WORK TASK -> Report every line in the listing below where the string "insert" shows up.

------------------------------------------------------------------------

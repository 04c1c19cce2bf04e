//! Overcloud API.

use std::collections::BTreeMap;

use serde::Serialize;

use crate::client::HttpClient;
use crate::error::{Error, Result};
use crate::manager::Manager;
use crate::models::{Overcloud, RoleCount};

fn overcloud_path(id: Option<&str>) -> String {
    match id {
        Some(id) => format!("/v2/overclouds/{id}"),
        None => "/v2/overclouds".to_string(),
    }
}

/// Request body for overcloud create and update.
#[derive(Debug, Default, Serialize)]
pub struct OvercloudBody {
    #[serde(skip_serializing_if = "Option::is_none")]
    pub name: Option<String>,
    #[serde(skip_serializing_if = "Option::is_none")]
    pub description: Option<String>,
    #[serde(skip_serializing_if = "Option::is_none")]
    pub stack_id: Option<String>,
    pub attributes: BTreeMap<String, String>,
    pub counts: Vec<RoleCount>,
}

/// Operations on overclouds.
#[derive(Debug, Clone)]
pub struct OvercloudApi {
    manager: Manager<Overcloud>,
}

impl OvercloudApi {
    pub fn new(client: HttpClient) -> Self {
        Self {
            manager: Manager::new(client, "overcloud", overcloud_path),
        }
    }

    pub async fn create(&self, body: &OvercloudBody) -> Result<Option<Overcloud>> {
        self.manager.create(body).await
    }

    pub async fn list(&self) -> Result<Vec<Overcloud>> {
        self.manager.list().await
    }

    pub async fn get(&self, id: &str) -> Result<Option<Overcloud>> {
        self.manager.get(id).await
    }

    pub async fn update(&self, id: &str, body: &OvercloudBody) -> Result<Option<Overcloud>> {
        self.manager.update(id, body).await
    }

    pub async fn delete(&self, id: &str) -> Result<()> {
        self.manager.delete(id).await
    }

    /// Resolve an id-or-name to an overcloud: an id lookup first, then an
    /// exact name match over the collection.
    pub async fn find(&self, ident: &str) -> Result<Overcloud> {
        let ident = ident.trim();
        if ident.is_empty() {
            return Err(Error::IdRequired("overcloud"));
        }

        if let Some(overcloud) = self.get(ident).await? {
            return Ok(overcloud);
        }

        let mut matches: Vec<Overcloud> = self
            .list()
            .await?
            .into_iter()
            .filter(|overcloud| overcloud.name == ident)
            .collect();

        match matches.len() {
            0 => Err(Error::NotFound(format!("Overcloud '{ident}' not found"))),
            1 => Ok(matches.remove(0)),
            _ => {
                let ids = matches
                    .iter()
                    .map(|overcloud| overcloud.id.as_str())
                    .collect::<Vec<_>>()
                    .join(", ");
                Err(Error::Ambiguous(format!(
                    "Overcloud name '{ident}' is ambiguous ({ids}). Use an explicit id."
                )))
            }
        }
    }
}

------------------------------------------------------------------------

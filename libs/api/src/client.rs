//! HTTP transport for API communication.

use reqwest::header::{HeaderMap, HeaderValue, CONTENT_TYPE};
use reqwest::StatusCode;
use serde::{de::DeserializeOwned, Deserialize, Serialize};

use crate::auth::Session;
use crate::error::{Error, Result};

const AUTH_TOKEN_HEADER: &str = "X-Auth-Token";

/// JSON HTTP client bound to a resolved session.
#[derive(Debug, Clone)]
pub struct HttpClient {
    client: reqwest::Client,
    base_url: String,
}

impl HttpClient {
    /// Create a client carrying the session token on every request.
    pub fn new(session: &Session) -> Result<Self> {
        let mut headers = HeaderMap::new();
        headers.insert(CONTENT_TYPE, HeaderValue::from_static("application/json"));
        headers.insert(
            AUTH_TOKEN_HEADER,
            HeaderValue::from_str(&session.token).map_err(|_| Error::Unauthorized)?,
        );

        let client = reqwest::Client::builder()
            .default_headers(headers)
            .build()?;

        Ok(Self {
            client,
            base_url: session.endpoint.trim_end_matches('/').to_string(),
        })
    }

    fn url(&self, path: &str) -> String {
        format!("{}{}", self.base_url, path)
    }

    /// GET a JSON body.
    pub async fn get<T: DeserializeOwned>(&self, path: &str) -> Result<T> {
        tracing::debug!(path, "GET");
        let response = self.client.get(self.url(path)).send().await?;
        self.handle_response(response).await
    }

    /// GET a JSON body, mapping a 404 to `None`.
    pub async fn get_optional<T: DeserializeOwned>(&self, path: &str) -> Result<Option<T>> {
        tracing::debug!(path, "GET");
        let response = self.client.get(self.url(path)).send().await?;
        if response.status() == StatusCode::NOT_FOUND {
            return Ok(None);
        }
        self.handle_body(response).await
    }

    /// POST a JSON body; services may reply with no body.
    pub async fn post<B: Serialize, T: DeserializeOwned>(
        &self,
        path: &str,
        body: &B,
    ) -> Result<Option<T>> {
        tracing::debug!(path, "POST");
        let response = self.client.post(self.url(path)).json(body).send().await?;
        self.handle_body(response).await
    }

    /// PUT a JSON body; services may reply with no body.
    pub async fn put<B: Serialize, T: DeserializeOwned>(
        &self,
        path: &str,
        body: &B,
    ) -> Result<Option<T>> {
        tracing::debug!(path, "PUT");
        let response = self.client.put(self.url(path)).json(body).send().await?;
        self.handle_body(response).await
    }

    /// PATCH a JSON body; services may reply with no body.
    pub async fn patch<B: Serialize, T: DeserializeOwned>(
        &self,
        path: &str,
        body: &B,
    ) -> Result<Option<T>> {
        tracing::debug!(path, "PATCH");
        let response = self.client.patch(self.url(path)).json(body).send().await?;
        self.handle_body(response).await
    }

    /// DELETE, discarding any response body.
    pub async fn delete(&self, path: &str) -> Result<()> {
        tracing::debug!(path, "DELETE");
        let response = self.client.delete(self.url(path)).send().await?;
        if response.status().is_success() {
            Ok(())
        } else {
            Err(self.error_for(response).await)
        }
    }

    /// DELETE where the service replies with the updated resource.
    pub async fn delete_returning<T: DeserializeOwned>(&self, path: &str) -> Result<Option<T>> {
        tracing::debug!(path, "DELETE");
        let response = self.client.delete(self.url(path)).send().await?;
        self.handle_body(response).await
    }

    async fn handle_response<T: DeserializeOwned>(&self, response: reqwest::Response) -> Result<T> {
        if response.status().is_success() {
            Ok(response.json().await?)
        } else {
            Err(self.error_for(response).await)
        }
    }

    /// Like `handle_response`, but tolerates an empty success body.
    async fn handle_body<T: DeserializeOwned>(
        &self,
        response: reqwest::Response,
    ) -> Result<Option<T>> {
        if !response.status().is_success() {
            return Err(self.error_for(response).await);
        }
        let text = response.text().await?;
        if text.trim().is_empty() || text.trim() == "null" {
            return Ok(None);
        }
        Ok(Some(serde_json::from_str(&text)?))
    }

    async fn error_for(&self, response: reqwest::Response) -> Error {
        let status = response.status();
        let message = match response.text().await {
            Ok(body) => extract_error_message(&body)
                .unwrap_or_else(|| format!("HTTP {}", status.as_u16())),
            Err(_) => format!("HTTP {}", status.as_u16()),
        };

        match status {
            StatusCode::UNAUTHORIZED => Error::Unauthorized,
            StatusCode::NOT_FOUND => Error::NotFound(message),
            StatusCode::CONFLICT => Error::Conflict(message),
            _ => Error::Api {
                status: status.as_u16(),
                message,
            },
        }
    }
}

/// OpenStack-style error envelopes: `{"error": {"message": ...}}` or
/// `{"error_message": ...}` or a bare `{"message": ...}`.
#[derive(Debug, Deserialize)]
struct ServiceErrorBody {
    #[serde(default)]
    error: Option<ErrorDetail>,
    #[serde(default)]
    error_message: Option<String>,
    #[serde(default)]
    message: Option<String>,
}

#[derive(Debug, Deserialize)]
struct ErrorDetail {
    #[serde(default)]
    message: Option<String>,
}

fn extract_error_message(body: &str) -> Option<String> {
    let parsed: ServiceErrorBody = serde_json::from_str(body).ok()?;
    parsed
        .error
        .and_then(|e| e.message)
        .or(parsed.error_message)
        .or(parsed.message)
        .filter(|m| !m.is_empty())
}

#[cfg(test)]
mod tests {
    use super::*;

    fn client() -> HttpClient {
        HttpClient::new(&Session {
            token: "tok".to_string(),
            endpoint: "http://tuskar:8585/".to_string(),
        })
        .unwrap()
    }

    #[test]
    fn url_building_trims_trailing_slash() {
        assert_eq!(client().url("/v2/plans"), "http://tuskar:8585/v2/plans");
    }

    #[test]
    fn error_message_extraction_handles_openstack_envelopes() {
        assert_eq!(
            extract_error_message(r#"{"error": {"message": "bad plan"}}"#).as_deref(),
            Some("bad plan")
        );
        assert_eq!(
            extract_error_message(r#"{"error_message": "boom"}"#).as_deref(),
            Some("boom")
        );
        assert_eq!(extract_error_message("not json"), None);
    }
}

------------------------------------------------------------------------

SOLUTION TO THIS TASK ->
        headers.insert(CONTENT_TYPE, HeaderValue::from_static("application/json"));
        headers.insert(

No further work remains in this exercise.